We, activists of the Counseling and Action Centre Friedland e.V. speak here to shed light on what is happening right now in the camp in Friedland but also elsewhere in Germany. Original but translated quotes are read out to you to show what people who have experienced war, persecution and other catastrophes in their countries of origin have to endure in Germany.
“We sleep on thin mattresses with sleeping bags in the corridor. Sleeping isn’t possible, because there are always people crossing.”

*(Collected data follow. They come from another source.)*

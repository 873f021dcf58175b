//! # **Bitmask Module** - *Packed Group Boundary Marks*
//!
//! Word-packed boolean marks, one per row: bit `i` is set iff row `i` opens a
//! new group, i.e. its key tuple differs from row `i - 1` in *any* key column.
//! Row 0 is always set.
//!
//! ## Behaviour
//! - LSB of word `w` corresponds to row `64 * w`.
//! - Trailing padding bits above `len` are always zero.
//! - Detection is parallel over words under `parallel_proc`: every word is
//!   owned by exactly one worker, and each row compares against its
//!   predecessor directly, so no running state crosses word boundaries.
//! - [`to_offsets`](BoundaryMask::to_offsets) compacts the set bits into
//!   a group offsets sequence with the row count as sentinel.

use std::fmt::{Debug, Formatter, Result as FmtResult};

#[cfg(feature = "parallel_proc")]
use rayon::prelude::*;
use vec64::Vec64;

use crate::enums::error::{LexError, LexResult};
use crate::traits::key_column::KeyColumn;

const WORD_BITS: usize = 64;

/// # BoundaryMask
///
/// 64-byte–aligned packed group-start marks.
///
/// # Example
/// ```rust
/// use lexmap::BoundaryMask;
///
/// let a = vec![1, 1, 1, 2, 2];
/// let b = vec![5, 5, 6, 6, 6];
/// let mask = BoundaryMask::detect(&[&a, &b]).unwrap();
/// assert_eq!(mask.iter_set().collect::<Vec<_>>(), vec![0, 2, 3]);
/// assert_eq!(mask.to_offsets().as_slice(), &[0, 2, 3, 5]);
/// ```
#[derive(Clone, PartialEq, Default)]
pub struct BoundaryMask {
    pub words: Vec64<u64>,
    pub len: usize,
}

impl BoundaryMask {
    /// Create a new mask of `len` rows, all bits cleared.
    #[inline]
    pub fn new_cleared(len: usize) -> Self {
        let n_words = len.div_ceil(WORD_BITS);
        let mut words = Vec64::with_capacity(n_words);
        words.resize(n_words, 0u64);
        Self { words, len }
    }

    /// Scans key columns and marks every row that starts a new group.
    ///
    /// Columns are OR-combined: a change in any column opens a group,
    /// independently of the columns before it.
    ///
    /// Fails with `EmptyInput` for no columns or zero rows and with
    /// `ColumnLengthMismatch` if a column's length differs from the first's.
    pub fn detect<C: KeyColumn + ?Sized>(columns: &[&C]) -> LexResult<Self> {
        let n_rows = check_key_lengths(columns)?;
        let mut mask = Self::new_cleared(n_rows);
        let words: &mut [u64] = &mut mask.words;

        #[cfg(feature = "parallel_proc")]
        words
            .par_iter_mut()
            .enumerate()
            .for_each(|(w, word)| *word = scan_word(columns, w, n_rows));

        #[cfg(not(feature = "parallel_proc"))]
        words
            .iter_mut()
            .enumerate()
            .for_each(|(w, word)| *word = scan_word(columns, w, n_rows));

        Ok(mask)
    }

    /// Returns the number of rows.
    #[inline]
    pub fn len(&self) -> usize {
        self.len
    }

    /// Returns true if there are no rows.
    #[inline]
    pub fn is_empty(&self) -> bool {
        self.len == 0
    }

    /// Returns the mark for row `idx`. Panics if out of bounds.
    #[inline]
    pub fn get(&self, idx: usize) -> bool {
        assert!(idx < self.len, "BoundaryMask::get: index {} out of bounds ({})", idx, self.len);
        (self.words[idx / WORD_BITS] >> (idx % WORD_BITS)) & 1 != 0
    }

    /// Sets the mark for row `idx`. Panics if out of bounds.
    #[inline]
    pub fn set(&mut self, idx: usize, value: bool) {
        assert!(idx < self.len, "BoundaryMask::set: index {} out of bounds ({})", idx, self.len);
        let bit = 1u64 << (idx % WORD_BITS);
        if value {
            self.words[idx / WORD_BITS] |= bit;
        } else {
            self.words[idx / WORD_BITS] &= !bit;
        }
    }

    /// Number of set marks, i.e. the number of groups.
    #[inline]
    pub fn count_ones(&self) -> usize {
        self.words.iter().map(|w| w.count_ones() as usize).sum()
    }

    /// Iterator over the rows whose mark is set, ascending.
    pub fn iter_set(&self) -> impl Iterator<Item = usize> + '_ {
        self.words.iter().enumerate().flat_map(|(w, &word)| {
            let mut bits = word;
            std::iter::from_fn(move || {
                if bits == 0 {
                    return None;
                }
                let tz = bits.trailing_zeros() as usize;
                bits &= bits - 1;
                Some(w * WORD_BITS + tz)
            })
        })
    }

    /// Compacts the marks into group offsets: every set row, then `len` as sentinel.
    pub fn to_offsets(&self) -> Vec64<usize> {
        let mut offsets = Vec64::with_capacity(self.count_ones() + 1);
        for row in self.iter_set() {
            offsets.push(row);
        }
        offsets.push(self.len);
        offsets
    }
}

/// Validates key columns and returns their common row count.
pub(crate) fn check_key_lengths<C: KeyColumn + ?Sized>(columns: &[&C]) -> LexResult<usize> {
    let first = columns.first().ok_or_else(|| LexError::EmptyInput {
        message: "at least one key column is required".to_string(),
    })?;
    let n_rows = first.len();
    if n_rows == 0 {
        return Err(LexError::EmptyInput {
            message: "key columns have no rows".to_string(),
        });
    }
    for (col, c) in columns.iter().enumerate().skip(1) {
        if c.len() != n_rows {
            return Err(LexError::ColumnLengthMismatch {
                col,
                expected: n_rows,
                found: c.len(),
            });
        }
    }
    Ok(n_rows)
}

/// Computes word `w` of the boundary mask across all columns.
#[inline]
fn scan_word<C: KeyColumn + ?Sized>(columns: &[&C], w: usize, n_rows: usize) -> u64 {
    let start = w * WORD_BITS;
    let end = (start + WORD_BITS).min(n_rows);
    let mut word = if start == 0 { 1 } else { 0 };
    for col in columns {
        word |= col.change_bits(start, end);
    }
    word
}

impl Debug for BoundaryMask {
    fn fmt(&self, f: &mut Formatter<'_>) -> FmtResult {
        f.debug_struct("BoundaryMask")
            .field("len", &self.len)
            .field("groups", &self.count_ones())
            .finish()
    }
}
//! # Matrix Module - *2-D Key Input*
//!
//! Dense column-major matrix of key values, the 2-D construction source for
//! [`LexicographicIndex::from_matrix`](crate::LexicographicIndex::from_matrix).
//!
//! Column-major, so that every key column is a contiguous slice and reading
//! the matrix column-wise costs nothing.

use std::fmt;

use vec64::Vec64;

/// # Matrix
///
/// Column-major dense matrix.
///
/// ### Properties
/// - `nrows`: Number of rows.
/// - `ncols`: Number of columns, i.e. key columns.
/// - `data`: Flat buffer in column-major order.
#[derive(Clone, PartialEq)]
pub struct Matrix<T> {
    pub nrows: usize,
    pub ncols: usize,
    pub data: Vec64<T>,
}

impl<T: Copy> Matrix<T> {
    /// Constructs a Matrix from a flat buffer (must be column-major order).
    /// Panics if data length does not match shape.
    pub fn from_flat(data: Vec64<T>, nrows: usize, ncols: usize) -> Self {
        assert_eq!(data.len(), nrows * ncols, "Matrix shape does not match buffer length");
        Matrix { nrows, ncols, data }
    }

    /// Constructs a Matrix from a row-major slice, transposing into column-major.
    /// Panics if the slice length does not match shape.
    pub fn from_row_major(rows: &[T], nrows: usize, ncols: usize) -> Self {
        assert_eq!(rows.len(), nrows * ncols, "Slice shape mismatch");
        let mut data = Vec64::with_capacity(nrows * ncols);
        for col in 0..ncols {
            for row in 0..nrows {
                data.push(rows[row * ncols + col]);
            }
        }
        Matrix { nrows, ncols, data }
    }

    /// Returns the value at (row, col) (0-based). Panics if out of bounds.
    #[inline]
    pub fn get(&self, row: usize, col: usize) -> T {
        debug_assert!(row < self.nrows, "Row out of bounds");
        debug_assert!(col < self.ncols, "Col out of bounds");
        self.data[col * self.nrows + row]
    }
}

impl<T> Matrix<T> {
    /// Returns true if the matrix is empty.
    #[inline]
    pub fn is_empty(&self) -> bool {
        self.nrows == 0 || self.ncols == 0
    }

    /// Returns the total number of elements.
    #[inline]
    pub fn len(&self) -> usize {
        let s: &[T] = &self.data;
        s.len()
    }

    /// Returns a single column as a slice, panics if col out of bounds.
    #[inline]
    pub fn col(&self, col: usize) -> &[T] {
        assert!(col < self.ncols, "Col out of bounds");
        &self.data[(col * self.nrows)..((col + 1) * self.nrows)]
    }

    /// Returns a view of the matrix as a slice of columns.
    pub fn columns(&self) -> Vec<&[T]> {
        (0..self.ncols).map(|col| self.col(col)).collect()
    }
}

// From Vec-of-cols to Matrix (all cols must match length)
impl<T: Copy> From<&[Vec<T>]> for Matrix<T> {
    fn from(columns: &[Vec<T>]) -> Self {
        let ncols = columns.len();
        let nrows = columns.first().map(|c| c.len()).unwrap_or(0);
        for col in columns {
            assert_eq!(col.len(), nrows, "Column length mismatch");
        }
        let mut data = Vec64::with_capacity(nrows * ncols);
        for col in columns {
            data.extend_from_slice(col);
        }
        Matrix { nrows, ncols, data }
    }
}

impl<T: fmt::Debug> fmt::Debug for Matrix<T> {
    fn fmt(&self, f: &mut fmt::Formatter<'_>) -> fmt::Result {
        write!(f, "Matrix: {} × {} [col-major]", self.nrows, self.ncols)?;
        for row in 0..self.nrows.min(6) {
            // Print up to 6 rows
            write!(f, "\n[")?;
            for col in 0..self.ncols.min(8) {
                // Print up to 8 cols
                write!(f, " {:?}", &self.data[col * self.nrows + row])?;
                if col != self.ncols - 1 {
                    write!(f, ",")?;
                }
            }
            if self.ncols > 8 {
                write!(f, " ...")?;
            }
            write!(f, " ]")?;
        }
        if self.nrows > 6 {
            write!(f, "\n...")?;
        }
        Ok(())
    }
}
//! # Dispatch Module - *Parallel Group Execution*
//!
//! Runs one unit of work per group across a rayon pool and reports each
//! finished group to the configured [`Progress`] hook.
//!
//! ## Behaviour
//! - Every group writes only into its own disjoint output slot, obtained by
//!   chunking the flat output buffer, so workers share nothing mutable.
//! - The global rayon pool is used unless [`MapOptions::num_threads`] asks
//!   for a dedicated pool for the duration of the call.
//! - Without the `parallel_proc` feature all work runs sequentially on the
//!   calling thread; results are identical.

use std::fmt;

use log::debug;
#[cfg(feature = "parallel_proc")]
use rayon::prelude::*;

use crate::enums::error::LexResult;
#[cfg(feature = "parallel_proc")]
use crate::enums::error::LexError;
use crate::progress::{LogProgress, Progress};

/// # MapOptions
///
/// Per-call configuration for the mapping operations.
///
/// ### Fields
/// - `progress`: caller-supplied completion hook.
/// - `desc`: description for a logged progress report. Used only when no
///   hook is supplied.
/// - `num_threads`: size of a dedicated pool for this call. `None` uses the
///   global pool.
/// - `verify_first`: re-check group 0 after the parallel pass. On by default.
///
/// ### Example
/// ```rust
/// use lexmap::{MapOptions, ProgressCounter};
///
/// let counter = ProgressCounter::new(16);
/// let opts = MapOptions::new().progress(&counter).num_threads(2);
/// assert!(opts.verify_first);
/// ```
#[derive(Clone)]
pub struct MapOptions<'p> {
    pub progress: Option<&'p dyn Progress>,
    pub desc: Option<String>,
    pub num_threads: Option<usize>,
    pub verify_first: bool,
}

impl<'p> MapOptions<'p> {
    pub fn new() -> Self {
        Self::default()
    }

    /// Reports completed groups to `hook`.
    pub fn progress(mut self, hook: &'p dyn Progress) -> Self {
        self.progress = Some(hook);
        self
    }

    /// Logs progress under `desc` when no hook is supplied.
    pub fn desc(mut self, desc: impl Into<String>) -> Self {
        self.desc = Some(desc.into());
        self
    }

    /// Runs this call on a dedicated pool of `n` threads.
    pub fn num_threads(mut self, n: usize) -> Self {
        self.num_threads = Some(n);
        self
    }

    pub fn verify_first(mut self, verify: bool) -> Self {
        self.verify_first = verify;
        self
    }
}

impl Default for MapOptions<'_> {
    fn default() -> Self {
        Self { progress: None, desc: None, num_threads: None, verify_first: true }
    }
}

impl fmt::Debug for MapOptions<'_> {
    fn fmt(&self, f: &mut fmt::Formatter<'_>) -> fmt::Result {
        f.debug_struct("MapOptions")
            .field("progress", &self.progress.is_some())
            .field("desc", &self.desc)
            .field("num_threads", &self.num_threads)
            .field("verify_first", &self.verify_first)
            .finish()
    }
}

/// Runs `op` under the pool and progress hook selected by `opts`.
pub(crate) fn run<R, F>(opts: &MapOptions<'_>, n_groups: usize, op: F) -> LexResult<R>
where
    R: Send,
    F: FnOnce(Option<&dyn Progress>) -> R + Send,
{
    let logger;
    let progress: Option<&dyn Progress> = match (opts.progress, &opts.desc) {
        (Some(hook), _) => Some(hook),
        (None, Some(desc)) => {
            logger = LogProgress::new(desc.clone(), n_groups as u64);
            Some(&logger)
        }
        (None, None) => None,
    };

    #[cfg(feature = "parallel_proc")]
    if let Some(n) = opts.num_threads {
        debug!("dispatching {} groups on a dedicated pool of {} threads", n_groups, n);
        let pool = rayon::ThreadPoolBuilder::new()
            .num_threads(n)
            .build()
            .map_err(|e| LexError::ThreadPool { message: e.to_string() })?;
        return Ok(pool.install(|| op(progress)));
    }

    #[cfg(not(feature = "parallel_proc"))]
    if opts.num_threads.is_some() {
        debug!("num_threads ignored: built without parallel_proc");
    }

    Ok(op(progress))
}

/// Calls `f` once for every group in `0..n_groups`.
pub(crate) fn for_each_group<F>(n_groups: usize, progress: Option<&dyn Progress>, f: F)
where
    F: Fn(usize) + Sync + Send,
{
    let visit = |g: usize| {
        f(g);
        if let Some(p) = progress {
            p.update(1);
        }
    };

    #[cfg(feature = "parallel_proc")]
    (0..n_groups).into_par_iter().for_each(visit);

    #[cfg(not(feature = "parallel_proc"))]
    (0..n_groups).for_each(visit);
}

/// Calls `f(g, slot)` for every `rec_len`-sized slot of `out`, stopping at
/// the first error. `rec_len` must be non-zero.
pub(crate) fn try_for_each_slot<E, F>(
    out: &mut [E],
    rec_len: usize,
    progress: Option<&dyn Progress>,
    f: F,
) -> LexResult<()>
where
    E: Send,
    F: Fn(usize, &mut [E]) -> LexResult<()> + Sync + Send,
{
    let visit = |(g, slot): (usize, &mut [E])| -> LexResult<()> {
        f(g, slot)?;
        if let Some(p) = progress {
            p.update(1);
        }
        Ok(())
    };

    #[cfg(feature = "parallel_proc")]
    return out.par_chunks_mut(rec_len).enumerate().try_for_each(visit);

    #[cfg(not(feature = "parallel_proc"))]
    out.chunks_mut(rec_len).enumerate().try_for_each(visit)
}

#[cfg(test)]
mod tests {
    use std::sync::atomic::{AtomicUsize, Ordering};

    use super::*;
    use crate::enums::error::LexError;
    use crate::progress::ProgressCounter;

    #[test]
    fn test_for_each_group_visits_all() {
        let hits = AtomicUsize::new(0);
        let counter = ProgressCounter::new(50);
        for_each_group(50, Some(&counter), |g| {
            hits.fetch_add(g, Ordering::Relaxed);
        });
        assert_eq!(hits.load(Ordering::Relaxed), (0..50).sum::<usize>());
        assert_eq!(counter.count(), 50);
    }

    #[test]
    fn test_slots_are_disjoint() {
        let mut out = vec![0u32; 12];
        try_for_each_slot(&mut out, 3, None, |g, slot| {
            slot.fill(g as u32);
            Ok(())
        })
        .unwrap();
        assert_eq!(out, vec![0, 0, 0, 1, 1, 1, 2, 2, 2, 3, 3, 3]);
    }

    #[test]
    fn test_slot_error_propagates() {
        let mut out = vec![0u8; 8];
        let err = try_for_each_slot(&mut out, 1, None, |g, _| {
            if g == 5 { Err(LexError::ConsistencyViolation { group: g }) } else { Ok(()) }
        })
        .unwrap_err();
        assert_eq!(err, LexError::ConsistencyViolation { group: 5 });
    }

    #[test]
    fn test_run_with_dedicated_pool() {
        let opts = MapOptions::new().num_threads(2).desc("pool");
        let out = run(&opts, 4, |p| {
            assert!(p.is_some());
            7
        })
        .unwrap();
        assert_eq!(out, 7);
    }
}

“When I arrived in Friedland, I stayed with my wife and my 11 months old daughter on the corridor. It was a really bad situation and my daughter fellsick. After several attempts to get a room, they provided us with a shared room with 3 other men. It is still bad, but of course better than corridors. When my daughter got sick and they didn’t care about that, I asked them to cancel my application as asylum seeker. But they did not accept my cancellation. “
“I didn’t have a health check when I arrived although I have a medical report that states my health problems. I have a hole in one of my ears, so I can’t hear properly. I have a spinal disk problem as well.”
“When I went to tell people that I have pain in my legs due to a war wound they just sent me away.”
“We stand in line for up to 3 hours when we wait for food. You end up spending your whole day like this.”
“2 slices of bread are not enough for dinner for many of us.”
“The toilets and showers are very dirty. The staff tries to keep them clean but there are simply too many people.”
“We are not provided with hot water most of the times. It is a place full of microbes and diseases. Sometimes I even shower my baby (3 months) and my daughter (7 years) in the bed room and then I clean the room. I don’t want them to getsick.”
“I got money after 40 days. This is too late. I couldn’t go to buy extra food.”
“We don’t get money. Sometimes they don’t give us diapers and milk for my daughter. I ask them for these things, and they tell us that I should go and buy them from the supermarket. I tell them that I don’t have money, but they don’t really care.”
“Noone tells us about the asylum procedure. We just hear rumors about the procedure from different people. It really affects our psychological status. Sometimes they tell us that our case is complicated, other times they tell us that we will be fine. It is so bad. “
“People just told me to “find out myself about the asylum procedure.”
“We are very disappointed about the way we are treated here”
“Some people try to collect money to go back to Syria. They say that there they can die in dignity”
These are only some few examples for information we collected by talking to people who live in the camp in Friedland. We think it is a shame that people are treated this way. The German government should finally show more responsibility and change these unbearable circumstances. We demand a better accommodation for refugees in Göttingen and all over the world. Many houses are vacant and there is lots that can be done to ease the situation. Instead, borders are closed and the government keeps on creating new laws working as disincentives, trying to scare people away who have chosen Germany as a refuge from pain and death. We want equal rights to stay for everyone. Refugees welcome, no one is illegal!